• [WHAT YOU ARE ASKED TO DO]: Report every line of the listing below in which the string "from" occurs.

++++++

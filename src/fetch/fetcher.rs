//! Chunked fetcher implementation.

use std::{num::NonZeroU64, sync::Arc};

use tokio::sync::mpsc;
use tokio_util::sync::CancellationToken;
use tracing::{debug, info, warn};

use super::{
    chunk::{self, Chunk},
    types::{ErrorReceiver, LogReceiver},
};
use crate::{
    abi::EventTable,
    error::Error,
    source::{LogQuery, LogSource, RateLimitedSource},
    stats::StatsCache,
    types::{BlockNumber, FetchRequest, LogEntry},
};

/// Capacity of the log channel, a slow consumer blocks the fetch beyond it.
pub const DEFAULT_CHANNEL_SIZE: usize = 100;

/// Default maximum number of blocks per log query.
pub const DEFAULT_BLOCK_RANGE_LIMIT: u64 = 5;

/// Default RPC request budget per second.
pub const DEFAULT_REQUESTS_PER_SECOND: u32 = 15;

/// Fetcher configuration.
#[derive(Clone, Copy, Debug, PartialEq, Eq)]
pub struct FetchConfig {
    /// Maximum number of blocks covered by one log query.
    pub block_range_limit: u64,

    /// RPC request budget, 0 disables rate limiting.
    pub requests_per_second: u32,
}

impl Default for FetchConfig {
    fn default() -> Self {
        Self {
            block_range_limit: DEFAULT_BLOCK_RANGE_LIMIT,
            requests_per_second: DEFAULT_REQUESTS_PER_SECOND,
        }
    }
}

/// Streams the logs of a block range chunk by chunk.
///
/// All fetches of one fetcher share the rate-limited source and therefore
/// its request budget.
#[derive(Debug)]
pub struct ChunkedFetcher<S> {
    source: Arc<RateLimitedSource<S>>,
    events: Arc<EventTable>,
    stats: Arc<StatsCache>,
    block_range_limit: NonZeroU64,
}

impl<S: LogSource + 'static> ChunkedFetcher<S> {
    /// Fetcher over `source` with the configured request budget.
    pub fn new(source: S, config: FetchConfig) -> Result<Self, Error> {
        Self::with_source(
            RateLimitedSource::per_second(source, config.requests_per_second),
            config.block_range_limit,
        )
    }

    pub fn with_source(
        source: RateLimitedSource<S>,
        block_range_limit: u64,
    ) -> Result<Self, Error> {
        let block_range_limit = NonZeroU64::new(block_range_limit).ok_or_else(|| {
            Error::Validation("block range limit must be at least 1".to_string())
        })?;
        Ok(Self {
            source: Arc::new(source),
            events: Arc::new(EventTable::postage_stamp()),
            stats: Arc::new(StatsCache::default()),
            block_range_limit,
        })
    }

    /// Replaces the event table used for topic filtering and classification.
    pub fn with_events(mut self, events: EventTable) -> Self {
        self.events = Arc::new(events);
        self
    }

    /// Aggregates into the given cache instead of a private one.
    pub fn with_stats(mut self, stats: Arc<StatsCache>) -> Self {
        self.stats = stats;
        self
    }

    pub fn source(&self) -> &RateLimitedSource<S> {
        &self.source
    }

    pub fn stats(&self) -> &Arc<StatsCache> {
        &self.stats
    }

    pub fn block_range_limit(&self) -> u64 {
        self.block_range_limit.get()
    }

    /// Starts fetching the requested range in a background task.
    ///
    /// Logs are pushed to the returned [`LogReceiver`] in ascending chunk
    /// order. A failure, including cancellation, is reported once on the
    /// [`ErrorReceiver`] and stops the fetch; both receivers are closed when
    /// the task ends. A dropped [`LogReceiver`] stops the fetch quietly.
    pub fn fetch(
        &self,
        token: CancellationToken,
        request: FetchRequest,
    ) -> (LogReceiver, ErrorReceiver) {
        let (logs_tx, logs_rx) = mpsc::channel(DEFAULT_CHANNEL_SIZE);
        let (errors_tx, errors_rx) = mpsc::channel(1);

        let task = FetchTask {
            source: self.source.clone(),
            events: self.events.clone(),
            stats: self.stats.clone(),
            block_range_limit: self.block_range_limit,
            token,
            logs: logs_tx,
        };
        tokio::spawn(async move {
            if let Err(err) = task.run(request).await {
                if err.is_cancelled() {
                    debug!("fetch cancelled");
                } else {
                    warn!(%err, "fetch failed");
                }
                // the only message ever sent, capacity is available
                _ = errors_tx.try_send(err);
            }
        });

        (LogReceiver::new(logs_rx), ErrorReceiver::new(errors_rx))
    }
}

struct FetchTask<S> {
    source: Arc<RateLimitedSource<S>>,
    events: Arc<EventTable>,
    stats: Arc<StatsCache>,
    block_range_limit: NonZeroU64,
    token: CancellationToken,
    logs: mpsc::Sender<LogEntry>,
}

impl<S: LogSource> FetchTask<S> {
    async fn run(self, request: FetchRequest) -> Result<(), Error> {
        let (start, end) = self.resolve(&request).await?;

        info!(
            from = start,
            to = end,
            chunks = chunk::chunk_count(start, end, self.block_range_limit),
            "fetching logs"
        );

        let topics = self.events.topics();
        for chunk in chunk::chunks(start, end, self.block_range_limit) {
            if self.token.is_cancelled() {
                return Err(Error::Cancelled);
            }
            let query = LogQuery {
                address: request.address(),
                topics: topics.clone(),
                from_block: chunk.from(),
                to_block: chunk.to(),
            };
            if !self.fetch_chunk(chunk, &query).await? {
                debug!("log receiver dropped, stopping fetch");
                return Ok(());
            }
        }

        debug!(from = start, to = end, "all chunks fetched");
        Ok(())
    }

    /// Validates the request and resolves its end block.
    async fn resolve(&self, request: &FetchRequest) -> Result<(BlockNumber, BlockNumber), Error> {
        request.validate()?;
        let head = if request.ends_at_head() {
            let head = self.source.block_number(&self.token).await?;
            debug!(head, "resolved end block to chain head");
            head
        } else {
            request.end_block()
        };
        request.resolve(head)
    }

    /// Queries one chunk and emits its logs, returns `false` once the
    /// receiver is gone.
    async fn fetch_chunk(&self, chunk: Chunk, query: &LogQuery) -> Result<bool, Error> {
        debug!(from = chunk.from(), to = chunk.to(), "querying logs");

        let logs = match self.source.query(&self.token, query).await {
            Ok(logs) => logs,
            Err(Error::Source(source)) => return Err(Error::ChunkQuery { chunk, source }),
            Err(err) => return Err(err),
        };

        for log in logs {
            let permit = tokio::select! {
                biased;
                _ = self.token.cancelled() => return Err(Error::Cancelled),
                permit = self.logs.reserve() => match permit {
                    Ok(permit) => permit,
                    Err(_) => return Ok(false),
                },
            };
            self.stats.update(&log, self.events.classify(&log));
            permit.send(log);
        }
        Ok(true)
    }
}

++++++

• [EXPECTED ANSWER]:
            from = start,
                from_block: chunk.from(),
        debug!(from = start, to = end, "all chunks fetched");
        debug!(from = chunk.from(), to = chunk.to(), "querying logs");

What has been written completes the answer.